Description of the task -> Reproduce exactly, and only, the lines running from the start of the entries below to the line containing "claim takes precedence.".

[Records drawn from a dataset]
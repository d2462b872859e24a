use crate::utils::time_format::value_as_millis;
use serde::Deserialize;
use serde_json::Value;

/// Body of the access-key login call.
#[derive(Debug, Clone, Default, Deserialize)]
pub struct LoginResponse {
    #[serde(default)]
    pub access_token: Option<String>,
    /// Advisory only; the token's own `exp` claim takes precedence.
    #[serde(default)]
    pub exp: Option<Value>,
    #[serde(default)]
    pub msg: Option<Value>,
}

impl LoginResponse {
    pub fn message(&self) -> Option<&str> {
        self.msg.as_ref().and_then(Value::as_str)
    }

    /// `exp` in seconds when it is an integer, a float or a numeric string.
    pub fn expiry_secs(&self) -> Option<i64> {
        self.exp.as_ref().and_then(value_as_millis)
    }
}
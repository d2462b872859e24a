use async_trait::async_trait;
use std::collections::HashMap;
use std::sync::Arc;

use crate::errors::ToolError;
use crate::services::logger::Logger;
use crate::utils::suggest::suggest;

use serde_json::Value;

/// A manager that answers one or more MCP tools with report text.
#[async_trait]
pub trait ToolHandler: Send + Sync {
    async fn handle(&self, tool: &str, args: Value) -> Result<String, ToolError>;
}

#[derive(Clone)]
pub struct ToolExecutor {
    logger: Logger,
    handlers: Arc<HashMap<String, Arc<dyn ToolHandler>>>,
}

impl ToolExecutor {
    pub fn new(logger: Logger, handlers: HashMap<String, Arc<dyn ToolHandler>>) -> Self {
        Self {
            logger: logger.child("executor"),
            handlers: Arc::new(handlers),
        }
    }

    pub fn tool_names(&self) -> Vec<String> {
        let mut names: Vec<String> = self.handlers.keys().cloned().collect();
        names.sort();
        names
    }

    pub async fn execute(&self, tool: &str, args: Value) -> Result<String, ToolError> {
        let Some(handler) = self.handlers.get(tool).cloned() else {
            let names = self.tool_names();
            let candidates: Vec<&str> = names.iter().map(String::as_str).collect();
            let suggestions = suggest(tool, &candidates, 3);
            let hint = if suggestions.is_empty() {
                "Call tools/list to see the available tools".to_string()
            } else {
                format!("Did you mean: {}?", suggestions.join(", "))
            };
            return Err(ToolError::invalid_params(format!("Unknown tool: {}", tool)).with_hint(hint));
        };

        let trace_id = uuid::Uuid::new_v4().to_string();
        let started_at = chrono::Utc::now().timestamp_millis();
        self.logger.debug(
            "tool call",
            Some(&serde_json::json!({ "tool": tool, "trace_id": trace_id })),
        );

        let result = handler.handle(tool, args).await;
        let duration_ms = chrono::Utc::now().timestamp_millis() - started_at;
        match &result {
            Ok(text) => self.logger.info(
                "tool call finished",
                Some(&serde_json::json!({
                    "tool": tool,
                    "trace_id": trace_id,
                    "duration_ms": duration_ms,
                    "bytes": text.len(),
                })),
            ),
            Err(err) => self.logger.warn(
                "tool call failed",
                Some(&serde_json::json!({
                    "tool": tool,
                    "trace_id": trace_id,
                    "duration_ms": duration_ms,
                    "kind": err.kind,
                    "code": err.code,
                })),
            ),
        }
        result
    }
}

Response box ->
repository d2462b872859e24a
use crate::utils::time_format::value_as_millis;
use serde::Deserialize;
use serde_json::Value;

/// Body of the access-key login call.
#[derive(Debug, Clone, Default, Deserialize)]
pub struct LoginResponse {
    #[serde(default)]
    pub access_token: Option<String>,
    /// Advisory only; the token's own `exp` claim takes precedence.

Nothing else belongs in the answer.